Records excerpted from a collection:
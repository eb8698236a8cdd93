//! Report output: run summary printing and artifact export.
//!
//! A failed metric is printed (and serialized) as its error message next
//! to the four that still computed; it never aborts reporting.

use crate::runner::BacktestResult;
use anyhow::{Context, Result};
use malab_core::MetricError;
use serde::Serialize;
use std::collections::BTreeMap;
use std::path::{Path, PathBuf};

/// Print a human-readable run summary to stdout.
pub fn print_summary(result: &BacktestResult) {
    println!();
    println!("=== Backtest Result ===");
    println!("Prices:            {}", result.prices_path.display());
    println!(
        "SMA windows:       {} / {}",
        result.short_window, result.long_window
    );
    if let Some((start, end)) = result.period {
        println!("Period:            {start} to {end}");
    }
    println!(
        "Bars:              {} ({} observations after warmup)",
        result.bar_count, result.observation_count
    );
    println!("Trades:            {}", result.ledger.len());
    println!("Initial capital:   {:.2}", result.initial_capital);
    println!("Final cash:        {:.2}", result.final_cash);
    println!();
    println!("--- Performance ---");
    print_metric("Total Return", &result.report.total_return, "%");
    print_metric("Annualized Return", &result.report.annualized_return, "");
    print_metric("Max Drawdown", &result.report.maximum_drawdown, "");
    print_metric("Win Rate", &result.report.win_rate, "%");
    print_metric("Profit Factor", &result.report.profit_factor, "");
    if result.open_position_dropped {
        println!();
        println!("WARNING: series ended with an open position; it was dropped, not recorded");
    }
    println!();
}

fn print_metric(label: &str, value: &Result<f64, MetricError>, unit: &str) {
    match value {
        Ok(v) => println!("{label:<18} {v:.4}{unit}"),
        Err(e) => println!("{label:<18} n/a ({e})"),
    }
}

/// One metric in the JSON report: either its value or its error message.
#[derive(Debug, Serialize)]
#[serde(untagged)]
enum MetricOutcome {
    Value(f64),
    Failed { error: String },
}

fn outcome(value: &Result<f64, MetricError>) -> MetricOutcome {
    match value {
        Ok(v) => MetricOutcome::Value(*v),
        Err(e) => MetricOutcome::Failed {
            error: e.to_string(),
        },
    }
}

#[derive(Debug, Serialize)]
struct ReportDoc {
    prices: String,
    short_window: usize,
    long_window: usize,
    initial_capital: f64,
    final_cash: f64,
    bar_count: usize,
    observation_count: usize,
    trade_count: usize,
    open_position_dropped: bool,
    metrics: BTreeMap<&'static str, MetricOutcome>,
}

/// Write `trades.csv` and `report.json` into `output_dir` and return the
/// directory path.
pub fn save_artifacts(result: &BacktestResult, output_dir: &Path) -> Result<PathBuf> {
    std::fs::create_dir_all(output_dir)
        .with_context(|| format!("cannot create output dir {}", output_dir.display()))?;

    let trades_path = output_dir.join("trades.csv");
    write_trades_csv(&trades_path, result)?;

    let report_path = output_dir.join("report.json");
    write_report_json(&report_path, result)?;

    Ok(output_dir.to_path_buf())
}

fn write_trades_csv(path: &Path, result: &BacktestResult) -> Result<()> {
    let mut writer = csv::Writer::from_path(path)
        .with_context(|| format!("cannot write trades to {}", path.display()))?;
    for trade in &result.ledger {
        writer.serialize(trade)?;
    }
    writer.flush()?;
    Ok(())
}

fn write_report_json(path: &Path, result: &BacktestResult) -> Result<()> {
    let mut metrics = BTreeMap::new();
    metrics.insert("total_return_pct", outcome(&result.report.total_return));
    metrics.insert(
        "annualized_return",
        outcome(&result.report.annualized_return),
    );
    metrics.insert("maximum_drawdown", outcome(&result.report.maximum_drawdown));
    metrics.insert("win_rate_pct", outcome(&result.report.win_rate));
    metrics.insert("profit_factor", outcome(&result.report.profit_factor));

    let doc = ReportDoc {
        prices: result.prices_path.display().to_string(),
        short_window: result.short_window,
        long_window: result.long_window,
        initial_capital: result.initial_capital,
        final_cash: result.final_cash,
        bar_count: result.bar_count,
        observation_count: result.observation_count,
        trade_count: result.ledger.len(),
        open_position_dropped: result.open_position_dropped,
        metrics,
    };

    let json = serde_json::to_string_pretty(&doc).context("cannot serialize report")?;
    std::fs::write(path, json)
        .with_context(|| format!("cannot write report to {}", path.display()))?;
    Ok(())
}
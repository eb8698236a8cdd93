//! Trade — a closed round-trip position with realized profit.

use chrono::NaiveDate;
use serde::{Deserialize, Serialize};

/// One closed round-trip trade: entry → exit.
///
/// Created atomically at the moment a long position closes; immutable
/// afterwards. `profit` is realized with the full cash balance at entry
/// re-invested at the entry price:
/// `(exit_price - entry_price) * (cash_at_entry / entry_price)`.
#[derive(Debug, Clone, PartialEq, Serialize, Deserialize)]
pub struct Trade {
    pub entry_date: NaiveDate,
    pub entry_price: f64,
    pub exit_date: NaiveDate,
    pub exit_price: f64,
    pub profit: f64,
}

impl Trade {
    pub fn is_winner(&self) -> bool {
        self.profit > 0.0
    }
}
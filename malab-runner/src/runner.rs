//! Run orchestration: config → prices → observations → simulator → metrics.

use crate::config::{ConfigError, RunConfig};
use crate::data::{load_prices, LoadError};
use crate::pipeline::{crossover_observations, PipelineError};
use chrono::NaiveDate;
use malab_core::{simulate, MetricsReport, SimConfig, SimError, TradeLedger};
use std::path::PathBuf;
use thiserror::Error;

/// Errors from a complete backtest run.
#[derive(Debug, Error)]
pub enum RunError {
    #[error(transparent)]
    Config(#[from] ConfigError),

    #[error(transparent)]
    Load(#[from] LoadError),

    #[error(transparent)]
    Pipeline(#[from] PipelineError),

    #[error(transparent)]
    Sim(#[from] SimError),
}

/// Everything one run produced, for printing and artifact export.
#[derive(Debug)]
pub struct BacktestResult {
    pub prices_path: PathBuf,
    pub short_window: usize,
    pub long_window: usize,
    pub initial_capital: f64,
    /// First and last observation dates after warmup.
    pub period: Option<(NaiveDate, NaiveDate)>,
    pub bar_count: usize,
    pub observation_count: usize,
    pub ledger: TradeLedger,
    pub final_cash: f64,
    pub open_position_dropped: bool,
    pub report: MetricsReport,
}

/// Execute one configured run: load the close series, derive crossover
/// observations, simulate, and compute the metrics report.
pub fn run_backtest(config: &RunConfig) -> Result<BacktestResult, RunError> {
    config.validate()?;

    let bars = load_prices(&config.data.prices)?;
    let observations = crossover_observations(
        &bars,
        config.strategy.short_window,
        config.strategy.long_window,
    )?;
    let period = match (observations.first(), observations.last()) {
        (Some(first), Some(last)) => Some((first.date, last.date)),
        _ => None,
    };

    let initial_capital = config.backtest.initial_capital;
    let sim = simulate(observations, &SimConfig::new(initial_capital))?;
    let report = MetricsReport::compute(&sim.ledger, initial_capital);

    Ok(BacktestResult {
        prices_path: config.data.prices.clone(),
        short_window: config.strategy.short_window,
        long_window: config.strategy.long_window,
        initial_capital,
        period,
        bar_count: bars.len(),
        observation_count: sim.observation_count,
        ledger: sim.ledger,
        final_cash: sim.final_cash,
        open_position_dropped: sim.open_position_dropped,
        report,
    })
}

[Your instructions] All records are to be written out exactly.

[Solution to this task]
repository eb8698236a8cdd93
//! Report output: run summary printing and artifact export.
//!
//! A failed metric is printed (and serialized) as its error message next
//! to the four that still computed; it never aborts reporting.

use crate::runner::BacktestResult;
use anyhow::{Context, Result};
use malab_core::MetricError;
use serde::Serialize;
use std::collections::BTreeMap;
use std::path::{Path, PathBuf};

/// Print a human-readable run summary to stdout.
pub fn print_summary(result: &BacktestResult) {
    println!();
    println!("=== Backtest Result ===");
    println!("Prices:            {}", result.prices_path.display());
    println!(
        "SMA windows:       {} / {}",
        result.short_window, result.long_window
    );
    if let Some((start, end)) = result.period {
        println!("Period:            {start} to {end}");
    }
    println!(
        "Bars:              {} ({} observations after warmup)",
        result.bar_count, result.observation_count
    );
    println!("Trades:            {}", result.ledger.len());
    println!("Initial capital:   {:.2}", result.initial_capital);
    println!("Final cash:        {:.2}", result.final_cash);
    println!();
    println!("--- Performance ---");
    print_metric("Total Return", &result.report.total_return, "%");
    print_metric("Annualized Return", &result.report.annualized_return, "");
    print_metric("Max Drawdown", &result.report.maximum_drawdown, "");
    print_metric("Win Rate", &result.report.win_rate, "%");
    print_metric("Profit Factor", &result.report.profit_factor, "");
    if result.open_position_dropped {
        println!();
        println!("WARNING: series ended with an open position; it was dropped, not recorded");
    }
    println!();
}

fn print_metric(label: &str, value: &Result<f64, MetricError>, unit: &str) {
    match value {
        Ok(v) => println!("{label:<18} {v:.4}{unit}"),
        Err(e) => println!("{label:<18} n/a ({e})"),
    }
}

/// One metric in the JSON report: either its value or its error message.
#[derive(Debug, Serialize)]
#[serde(untagged)]
enum MetricOutcome {
    Value(f64),
    Failed { error: String },
}

fn outcome(value: &Result<f64, MetricError>) -> MetricOutcome {
    match value {
        Ok(v) => MetricOutcome::Value(*v),
        Err(e) => MetricOutcome::Failed {
            error: e.to_string(),
        },
    }
}

#[derive(Debug, Serialize)]
struct ReportDoc {
    prices: String,
    short_window: usize,
    long_window: usize,
    initial_capital: f64,
    final_cash: f64,
    bar_count: usize,
    observation_count: usize,
    trade_count: usize,
    open_position_dropped: bool,
    metrics: BTreeMap<&'static str, MetricOutcome>,
}

/// Write `trades.csv` and `report.json` into `output_dir` and return the
/// directory path.
pub fn save_artifacts(result: &BacktestResult, output_dir: &Path) -> Result<PathBuf> {
    std::fs::create_dir_all(output_dir)
        .with_context(|| format!("cannot create output dir {}", output_dir.display()))?;

    let trades_path = output_dir.join("trades.csv");
    write_trades_csv(&trades_path, result)?;

    let report_path = output_dir.join("report.json");
    write_report_json(&report_path, result)?;

    Ok(output_dir.to_path_buf())
}

fn write_trades_csv(path: &Path, result: &BacktestResult) -> Result<()> {
    let mut writer = csv::Writer::from_path(path)
        .with_context(|| format!("cannot write trades to {}", path.display()))?;
    for trade in &result.ledger {
        writer.serialize(trade)?;
    }
    writer.flush()?;
    Ok(())
}

fn write_report_json(path: &Path, result: &BacktestResult) -> Result<()> {
    let mut metrics = BTreeMap::new();
    metrics.insert("total_return_pct", outcome(&result.report.total_return));
    metrics.insert(
        "annualized_return",
        outcome(&result.report.annualized_return),
    );
    metrics.insert("maximum_drawdown", outcome(&result.report.maximum_drawdown));
    metrics.insert("win_rate_pct", outcome(&result.report.win_rate));
    metrics.insert("profit_factor", outcome(&result.report.profit_factor));

    let doc = ReportDoc {
        prices: result.prices_path.display().to_string(),
        short_window: result.short_window,
        long_window: result.long_window,
        initial_capital: result.initial_capital,
        final_cash: result.final_cash,
        bar_count: result.bar_count,
        observation_count: result.observation_count,
        trade_count: result.ledger.len(),
        open_position_dropped: result.open_position_dropped,
        metrics,
    };

    let json = serde_json::to_string_pretty(&doc).context("cannot serialize report")?;
    std::fs::write(path, json)
        .with_context(|| format!("cannot write report to {}", path.display()))?;
    Ok(())
}
repository eb8698236a8cdd93
//! Trade — a closed round-trip position with realized profit.

use chrono::NaiveDate;
use serde::{Deserialize, Serialize};

/// One closed round-trip trade: entry → exit.
///
/// Created atomically at the moment a long position closes; immutable
/// afterwards. `profit` is realized with the full cash balance at entry
/// re-invested at the entry price:
/// `(exit_price - entry_price) * (cash_at_entry / entry_price)`.
#[derive(Debug, Clone, PartialEq, Serialize, Deserialize)]
pub struct Trade {
    pub entry_date: NaiveDate,
    pub entry_price: f64,
    pub exit_date: NaiveDate,
    pub exit_price: f64,
    pub profit: f64,
}

impl Trade {
    pub fn is_winner(&self) -> bool {
        self.profit > 0.0
    }
}
filename malab-runner/src/runner.rs
//! Run orchestration: config → prices → observations → simulator → metrics.

use crate::config::{ConfigError, RunConfig};
use crate::data::{load_prices, LoadError};
use crate::pipeline::{crossover_observations, PipelineError};
use chrono::NaiveDate;
use malab_core::{simulate, MetricsReport, SimConfig, SimError, TradeLedger};
use std::path::PathBuf;
use thiserror::Error;

/// Errors from a complete backtest run.
#[derive(Debug, Error)]
pub enum RunError {
    #[error(transparent)]
    Config(#[from] ConfigError),

    #[error(transparent)]
    Load(#[from] LoadError),

    #[error(transparent)]
    Pipeline(#[from] PipelineError),

    #[error(transparent)]
    Sim(#[from] SimError),
}

/// Everything one run produced, for printing and artifact export.
#[derive(Debug)]
pub struct BacktestResult {
    pub prices_path: PathBuf,
    pub short_window: usize,
    pub long_window: usize,
    pub initial_capital: f64,
    /// First and last observation dates after warmup.
    pub period: Option<(NaiveDate, NaiveDate)>,
    pub bar_count: usize,
    pub observation_count: usize,
    pub ledger: TradeLedger,
    pub final_cash: f64,
    pub open_position_dropped: bool,
    pub report: MetricsReport,
}

/// Execute one configured run: load the close series, derive crossover
/// observations, simulate, and compute the metrics report.
pub fn run_backtest(config: &RunConfig) -> Result<BacktestResult, RunError> {
    config.validate()?;

    let bars = load_prices(&config.data.prices)?;
    let observations = crossover_observations(
        &bars,
        config.strategy.short_window,
        config.strategy.long_window,
    )?;
    let period = match (observations.first(), observations.last()) {
        (Some(first), Some(last)) => Some((first.date, last.date)),
        _ => None,
    };

    let initial_capital = config.backtest.initial_capital;
    let sim = simulate(observations, &SimConfig::new(initial_capital))?;
    let report = MetricsReport::compute(&sim.ledger, initial_capital);

    Ok(BacktestResult {
        prices_path: config.data.prices.clone(),
        short_window: config.strategy.short_window,
        long_window: config.strategy.long_window,
        initial_capital,
        period,
        bar_count: bars.len(),
        observation_count: sim.observation_count,
        ledger: sim.ledger,
        final_cash: sim.final_cash,
        open_position_dropped: sim.open_position_dropped,
        report,
    })
}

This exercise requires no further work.